The Art of Giving and Receiving Feedback as a Leader

The Art of Giving and Receiving Feedback as a Leader
Photo by John Schnobrich / Unsplash

As a leader with an engineering background, I've created this blog post to share with you my experiences and learnings on the art of giving and receiving feedback. Feedback is the breakfast of champions, but it can be a bitter cheerio to swallow if not delivered or received effectively. Therefore, I have compiled some actionable strategies and best practices that I hope will help you level-up as leaders.

  1. Build a Culture of Feedback
    As a leader, it's crucial to establish a culture of feedback in your team or organization. You should encourage your team members to give and receive feedback regularly. This culture should be built on the foundation of trust, respect, and a growth mindset. If you create a safe space for feedback, it will become a natural part of your team's work process.

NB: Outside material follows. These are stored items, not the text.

//! Configuration structures for the readout controller.
//!
//! Supports TOML deserialization with sensible bench defaults and
//! explicit values for deployment. Every physical quantity is given in
//! microseconds, matching how timing is discussed at the instrument.

use serde::{Deserialize, Serialize};
use std::collections::hash_map::DefaultHasher;
use std::hash::{Hash, Hasher};
use std::path::{Path, PathBuf};
use std::time::Duration;

/// Top-level controller configuration.
#[derive(Debug, Clone, PartialEq, Default, Serialize, Deserialize)]
#[serde(default)]
pub struct ControllerConfig {
    /// Timing-board parameter set.
    pub timing: TimingConfig,

    /// Command transport configuration.
    pub transport: TransportConfig,
}

/// Timing-board parameters, all in microseconds unless noted.
///
/// These are the quantities uploaded to the sequencer on `apply`: the
/// dual-slope integration window and gain, the two settling waits before
/// the pedestal and signal integrations, and the four gate/well pulse
/// widths.
#[derive(Debug, Clone, PartialEq, Serialize, Deserialize)]
#[serde(default)]
pub struct TimingConfig {
    /// Dual-slope integration time.
    pub integral_time: f64,

    /// Dual-slope integrator gain. One of 1, 2, 5 or 10; validated
    /// against the hardware's discrete gain set when applied.
    pub gain: u32,

    /// Settling wait before the pedestal integration.
    pub pedestal_wait: f64,

    /// Settling wait before the signal integration.
    pub signal_wait: f64,

    /// Dump gate pulse width.
    pub dump_gate_width: f64,

    /// Output gate pulse width.
    pub output_gate_width: f64,

    /// Reset gate pulse width used during skipping readout.
    pub reset_gate_width: f64,

    /// Summing well pulse width.
    pub summing_well_width: f64,
}

impl Default for TimingConfig {
    fn default() -> Self {
        Self {
            integral_time: 10.0,
            gain: 2,
            pedestal_wait: 0.5,
            signal_wait: 0.5,
            dump_gate_width: 1.0,
            output_gate_width: 1.0,
            reset_gate_width: 0.52,
            summing_well_width: 1.0,
        }
    }
}

/// Which command transport to attach to the controller.
#[derive(Debug, Clone, Copy, PartialEq, Eq, Serialize, Deserialize, Default)]
#[serde(rename_all = "lowercase")]
pub enum TransportKind {
    /// In-memory transport that acknowledges every command. Safe default
    /// for bench work without the instrument.
    #[default]
    Simulated,
    /// Site-provided hardware transport (PCI/PCIe interface board).
    /// Accepted by the schema; constructing it is the site integration's
    /// job, not this workspace's.
    Hardware,
}

/// Command transport configuration.
#[derive(Debug, Clone, PartialEq, Serialize, Deserialize)]
#[serde(default)]
pub struct TransportConfig {
    /// Transport implementation to use.
    pub kind: TransportKind,

    /// Round-trip timeout handed to transport implementations.
    #[serde(with = "humantime_serde")]
    pub command_timeout: Duration,
}

impl Default for TransportConfig {
    fn default() -> Self {
        Self {
            kind: TransportKind::Simulated,
            command_timeout: Duration::from_secs(2),
        }
    }
}

impl ControllerConfig {
    /// Load configuration from a TOML file.
    ///
    /// # Errors
    ///
    /// Returns an error if the file cannot be read or parsed.
    pub fn from_file(path: &Path) -> Result<Self, ConfigError> {
        let content = std::fs::read_to_string(path).map_err(|e| ConfigError::Io {
            path: path.to_path_buf(),
            source: e,
        })?;
        Self::from_toml(&content)
    }

    /// Parse configuration from a TOML string.
    ///
    /// # Errors
    ///
    /// Returns an error if the TOML is invalid.
    pub fn from_toml(content: &str) -> Result<Self, ConfigError> {
        toml::from_str(content).map_err(ConfigError::Parse)
    }

    /// Serialize configuration to a TOML string.
    ///
    /// # Errors
    ///
    /// Returns an error if serialization fails.
    pub fn to_toml(&self) -> Result<String, ConfigError> {
        toml::to_string_pretty(self).map_err(ConfigError::Serialize)
    }

    /// Stable fingerprint of the configuration, computed over its
    /// canonical TOML serialization.
    ///
    /// Used to detect whether the on-disk settings differ from what was
    /// last uploaded to the controller. Stability is only needed within
    /// one installation; the hash is not a persistence format.
    ///
    /// # Errors
    ///
    /// Returns an error if serialization fails.
    pub fn fingerprint(&self) -> Result<u64, ConfigError> {
        let canonical = self.to_toml()?;
        let mut hasher = DefaultHasher::new();
        canonical.hash(&mut hasher);
        Ok(hasher.finish())
    }
}

/// Configuration-related errors.
#[derive(Debug, thiserror::Error)]
pub enum ConfigError {
    /// File I/O error.
    #[error("failed to read config file {path}: {source}")]
    Io {
        /// Path to the configuration file.
        path: PathBuf,
        /// Underlying I/O error.
        #[source]
        source: std::io::Error,
    },

    /// TOML parsing error.
    #[error("failed to parse TOML: {0}")]
    Parse(#[from] toml::de::Error),

    /// TOML serialization error.
    #[error("failed to serialize TOML: {0}")]
    Serialize(#[from] toml::ser::Error),
}

/// Sidecar cache recording the fingerprint of the configuration last
/// applied to the hardware.
///
/// The upload tool refuses to assume controller state matches the config
/// file unless the fingerprints agree, mirroring the settings-change
/// check the instrument procedures run before touching the device.
#[derive(Debug, Clone)]
pub struct AppliedStateCache {
    path: PathBuf,
}

impl AppliedStateCache {
    /// Cache stored at an explicit path.
    #[must_use]
    pub fn new(path: PathBuf) -> Self {
        Self { path }
    }

    /// Conventional cache location for a given config file: the same
    /// path with an `applied` extension.
    #[must_use]
    pub fn for_config(config_path: &Path) -> Self {
        Self {
            path: config_path.with_extension("applied"),
        }
    }

    /// Path of the cache file.
    #[must_use]
    pub fn path(&self) -> &Path {
        &self.path
    }

    /// Read the last-applied fingerprint, if one was recorded.
    ///
    /// A missing or unparsable cache file reads as `None`; the caller
    /// treats that as "state unknown, apply required".
    #[must_use]
    pub fn load(&self) -> Option<u64> {
        let content = std::fs::read_to_string(&self.path).ok()?;
        let parsed = u64::from_str_radix(content.trim(), 16);
        if parsed.is_err() {
            tracing::warn!(
                path = %self.path.display(),
                "applied-state cache is unreadable, treating state as unknown"
            );
        }
        parsed.ok()
    }

    /// Record `fingerprint` as the last-applied configuration.
    ///
    /// # Errors
    ///
    /// Returns an error if the cache file cannot be written.
    pub fn store(&self, fingerprint: u64) -> Result<(), ConfigError> {
        std::fs::write(&self.path, format!("{fingerprint:016x}\n")).map_err(|e| ConfigError::Io {
            path: self.path.clone(),
            source: e,
        })
    }

    /// True when the recorded fingerprint matches `fingerprint`.
    #[must_use]
    pub fn matches(&self, fingerprint: u64) -> bool {
        self.load() == Some(fingerprint)
    }
}

/// Serde helper module for `Duration` using humantime format.
mod humantime_serde {
    use serde::{self, Deserialize, Deserializer, Serializer};
    use std::time::Duration;

    pub fn serialize<S>(duration: &Duration, serializer: S) -> Result<S::Ok, S::Error>
    where
        S: Serializer,
    {
        let s = humantime::format_duration(*duration).to_string();
        serializer.serialize_str(&s)
    }

    pub fn deserialize<'de, D>(deserializer: D) -> Result<Duration, D::Error>
    where
        D: Deserializer<'de>,
    {
        let s = String::deserialize(deserializer)?;
        humantime::parse_duration(&s).map_err(serde::de::Error::custom)
    }
}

  2. Be Specific and Actionable
    When giving feedback, be specific and actionable. Don't just say, "This code is terrible." Instead, provide concrete examples and suggestions for improvement. Also, avoid making it personal or attacking the individual at all cost. Focus on the work, not the person.

  3. Receive Feedback with an Open Mind
    When receiving feedback, listen with an open mind. Don't be defensive or dismissive. Remember, feedback is an opportunity to learn and grow. In short, keep your ego in check. Ask clarifying questions and seek to genuinely understand the perspective of the person giving the feedback.

Helpful tactics to receiving feedback:

1. Write it down: After receiving feedback, take some time to write down the key points that were mentioned. This can help you better understand and process the feedback. You can also refer back to your notes later when you're ready to take action.

2. Ask for clarification: If there is any part of the feedback that you don't fully understand, don't be afraid to ask for clarification. This can help you better understand the perspective of the giver and ensure that you're taking the right actions to improve.

3. Set goals: Based on the feedback you've received, set specific and actionable goals for yourself. This can help you focus on the areas that need improvement and give you a clear roadmap for how to move forward. Make sure your goals are measurable and have a specific deadline so that you can track your progress and hold yourself accountable.
  1. Don't Delay Giving or Receiving Feedback
    Don't wait until the end of the project or the performance review to give or receive feedback. The longer you wait, the less effective it becomes. Feedback should be given in real-time or as close to it as possible. This allows for immediate course correction and prevents small issues from becoming big ones. Metaphorically speaking, it's best to strike while the iron is hot.

  2. Practice Active Listening
    Active listening is a critical skill when giving or receiving feedback. It involves fully focusing on the speaker, asking questions, and summarizing what they said to ensure you understand their perspective. This not only shows that you respect the person giving the feedback but also helps you gather valuable information.

    After the giver has finished giving their feedback, paraphrase what they said in your own words to ensure you fully understood their perspective. For example, "What I heard you say is that you're concerned about the quality of the code. Is that correct?" This not only shows that you are listening but also helps to clarify any misunderstandings.

    Nonverbal communication, such as maintaining eye contact, nodding, and avoiding distractions, can also show that you are fully engaged and actively listening. It is important to avoid interrupting the giver and to give them your full attention while they are speaking.

  1. Use the Feedback Sandwich
    The feedback sandwich is a popular tactic used to soften the impact of negative feedback. It involves sandwiching constructive feedback between positive feedback. For example, "I really appreciate your attention to detail, but I noticed some areas where you could improve. [Elaborate on your specific situation]. Overall, great work!" While this can be effective, be careful not to dilute the feedback or come across as insincere.

  2. Give Feedback in Private
    When giving critical feedback, do it in private. Feedback can be sensitive, and public criticism can be embarrassing and damaging to someone's self-esteem. Giving feedback privately also allows for a more honest, open conversation and reduces the possibility of emotional blowback.

  3. Use "I" Statements
    Using "I" statements is an effective way to avoid sounding accusatory or making assumptions. For example, instead of saying, "You're not communicating effectively," say, "I'm having a hard time understanding your communication. Can you help me better understand your perspective?"

  4. Reflect on Feedback
    After receiving feedback, take some time to reflect on it. Ask yourself, "What can I learn from this?" "How can I use this feedback to improve?" "What actions can I take to address this feedback?" This process of reflection and introspection can be powerful in driving personal and professional growth.

In conclusion, giving and receiving feedback is a critical skill for any leader. Building a culture of feedback, being specific and actionable, receiving feedback with an open mind, not delaying feedback, practicing active listening, using the feedback sandwich, giving feedback in private, using "I" statements, and reflecting on feedback are all important best practices to master. Remember, feedback is an opportunity to learn and grow.